文摘Background Several clinical trials showed that erlotinib was effective after the failure of gefitinib in advanced non-small cell lung cancer (NSCLC). The aim of this study was to evaluate the feasibility of erlotinib treatment after the failure of gefitinib based on the data from our hospital. Methods The clinical data of 20 patients with advanced NSCLC who were admitted to Shanghai Chest Hospital from August 2007 to December 2008 were retrospectively analyzed. All of the patients were given erlotinib treatment after the failure of gefitinib. Survival analysis was made by Kaplan-Meier method. The Cox regression model was performed to analyze the relationship between the influential factors and the erlotinib progression-free survival (PFS).

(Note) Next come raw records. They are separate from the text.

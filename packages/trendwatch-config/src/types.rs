use serde::Deserialize;
use serde_json::{Map, Value};

#[derive(Debug, Deserialize)]
pub struct Config {
	pub service: Service,
	pub storage: Storage,
	pub providers: Providers,
	#[serde(default)]
	pub trends: Trends,
	#[serde(default)]
	pub scheduler: Scheduler,
	#[serde(default)]
	pub search: Search,
}

#[derive(Debug, Deserialize)]
pub struct Service {
	pub http_bind: String,
	pub log_level: String,
}

#[derive(Debug, Deserialize)]
pub struct Storage {
	pub postgres: Postgres,
	pub vectors: Vectors,
}

#[derive(Debug, Deserialize)]
pub struct Postgres {
	pub dsn: String,
	pub pool_max_conns: u32,
}

#[derive(Debug, Deserialize)]
pub struct Vectors {
	pub vector_dim: u32,
	/// Table holding item embeddings. Must be a plain SQL identifier.
	#[serde(default = "default_items_table")]
	pub items_table: String,
}

#[derive(Debug, Deserialize)]
pub struct Providers {
	pub embedding: EmbeddingProviderConfig,
	pub phrase: PhraseProviderConfig,
}

#[derive(Debug, Deserialize)]
pub struct EmbeddingProviderConfig {
	pub provider_id: String,
	pub api_base: String,
	pub api_key: String,
	pub path: String,
	pub model: String,
	pub dimensions: u32,
	pub timeout_ms: u64,
	#[serde(default)]
	pub default_headers: Map<String, Value>,
}

#[derive(Debug, Deserialize)]
pub struct PhraseProviderConfig {
	/// Disabling skips generation entirely; trends keep their centroid query.
	#[serde(default = "default_true")]
	pub enabled: bool,
	pub provider_id: String,
	pub api_base: String,
	pub api_key: String,
	pub path: String,
	pub model: String,
	pub temperature: f32,
	pub timeout_ms: u64,
	#[serde(default)]
	pub default_headers: Map<String, Value>,
}

/// Tunables for one batch of trend detection.
#[derive(Debug, Clone, Deserialize)]
#[serde(default)]
pub struct Trends {
	/// Rolling ingest window. `None` reads the newest rows regardless of age.
	pub batch_interval_minutes: Option<u32>,
	pub max_rows: Option<u32>,
	pub min_cluster_size: u32,
	pub dbscan_eps: f32,
	pub dbscan_min_samples: u32,
	pub top_n_trends: u32,
	pub volume_weight: f64,
	pub recency_weight: f64,
	pub recency_decay_minutes: f64,
	pub top_query_count: u32,
	pub phrase_max_words: u32,
}
impl Default for Trends {
	fn default() -> Self {
		Self {
			batch_interval_minutes: None,
			max_rows: Some(40),
			min_cluster_size: 3,
			dbscan_eps: 0.418_182,
			dbscan_min_samples: 2,
			top_n_trends: 20,
			volume_weight: 0.6,
			recency_weight: 0.4,
			recency_decay_minutes: 5.0,
			top_query_count: 5,
			phrase_max_words: 4,
		}
	}
}

#[derive(Debug, Clone, Deserialize)]
#[serde(default)]
pub struct Scheduler {
	pub trend_interval_minutes: u64,
	pub refresh_interval_minutes: u64,
	pub refresh_enabled: bool,
}
impl Default for Scheduler {
	fn default() -> Self {
		Self { trend_interval_minutes: 15, refresh_interval_minutes: 15, refresh_enabled: true }
	}
}

#[derive(Debug, Clone, Deserialize)]
#[serde(default)]
pub struct Search {
	pub default_top_k: u32,
	pub max_top_k: u32,
}
impl Default for Search {
	fn default() -> Self {
		Self { default_top_k: 10, max_top_k: 250 }
	}
}

fn default_items_table() -> String {
	"embedded_items".to_string()
}

fn default_true() -> bool {
	true
}
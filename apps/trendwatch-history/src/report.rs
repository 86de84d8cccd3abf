//! JSON report of one offline clustering pass.

use std::collections::HashSet;

use serde::Serialize;
use time::OffsetDateTime;

use trendwatch_domain::{Clusters, EmbeddedQuery, Trend};

pub const DEFAULT_SAMPLE_SIZE: usize = 5;

#[derive(Debug, Serialize)]
pub struct HistoryReport {
	#[serde(with = "trendwatch_domain::time_serde")]
	pub generated_at: OffsetDateTime,
	pub total_queries: usize,
	pub embedded_queries: usize,
	pub dropped_queries: usize,
	/// Embedded queries that joined no cluster.
	pub noise_queries: usize,
	/// Largest first.
	pub clusters: Vec<ClusterReport>,
	/// What a batch over the same rows would persist.
	pub trends: Vec<Trend>,
}
impl HistoryReport {
	pub fn build(
		total_queries: usize,
		dropped_queries: usize,
		queries: &[EmbeddedQuery],
		clusters: &Clusters,
		trends: Vec<Trend>,
		sample_size: usize,
		generated_at: OffsetDateTime,
	) -> Self {
		let mut reports: Vec<ClusterReport> = clusters
			.iter()
			.map(|(&cluster_id, members)| {
				ClusterReport::build(cluster_id, members, queries, sample_size)
			})
			.collect();

		reports.sort_by(|a, b| b.size.cmp(&a.size).then(a.cluster_id.cmp(&b.cluster_id)));

		let clustered: usize = reports.iter().map(|report| report.size).sum();

		Self {
			generated_at,
			total_queries,
			embedded_queries: queries.len(),
			dropped_queries,
			noise_queries: queries.len().saturating_sub(clustered),
			clusters: reports,
			trends,
		}
	}
}

#[derive(Debug, Serialize)]
pub struct ClusterReport {
	pub cluster_id: usize,
	pub size: usize,
	pub unique_queries: usize,
	/// Distinct member texts in first-seen order.
	pub sample_queries: Vec<String>,
}
impl ClusterReport {
	fn build(
		cluster_id: usize,
		members: &[usize],
		queries: &[EmbeddedQuery],
		sample_size: usize,
	) -> Self {
		let mut seen = HashSet::new();
		let mut distinct = Vec::new();
		let mut size = 0;

		for query in members.iter().filter_map(|&idx| queries.get(idx)) {
			size += 1;

			if seen.insert(query.text()) {
				distinct.push(query.text().to_string());
			}
		}

		let unique_queries = distinct.len();

		distinct.truncate(sample_size);

		Self { cluster_id, size, unique_queries, sample_queries: distinct }
	}
}
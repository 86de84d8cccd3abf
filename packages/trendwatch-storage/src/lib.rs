pub mod db;
pub mod models;
pub mod queries;
pub mod schema;
pub mod vectors;

mod error;

pub use error::Error;

pub type Result<T, E = Error> = std::result::Result<T, E>;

Results Five patients had a partial response (PR), nine patients had stable disease (SD) and six patients had progressive disease (PD) with gefitinib treatment. The median PFS was 277 days (95% CI 0-566). No patient had a PR, seven had SD and fourteen PD with the erlotinib therapy. The median PFS was 31 days (95% CI 9.1-52.9). The response rate (RR) was 0, and the disease control rate (DCR) was 35% (7/20). Cox regression analysis demonstrated that sex (P=0.96), age (P=0.89), smoking history (P=0.78), performance status (PS) (P=0.98), gefitinib efficacy (P=-0.90) and whether chemotherapy was applied between using the two drugs (P=-0.45) had no significant correlation with erlotinib PFS. Fifteen patients had epidermal growth factor receptor (EGFR) mutation status determined. There were five cases got SD with the erlotinib treatment in ten mutation negative (wild-type) patients. No SD was recorded in the five mutation positive patients. Conclusions The efficacy of erlotinib treatment after gefitinib failure was limited. However, the patients who are EGFR mutation negative can probably benefit from erlotinib treatment after gefitinib failure.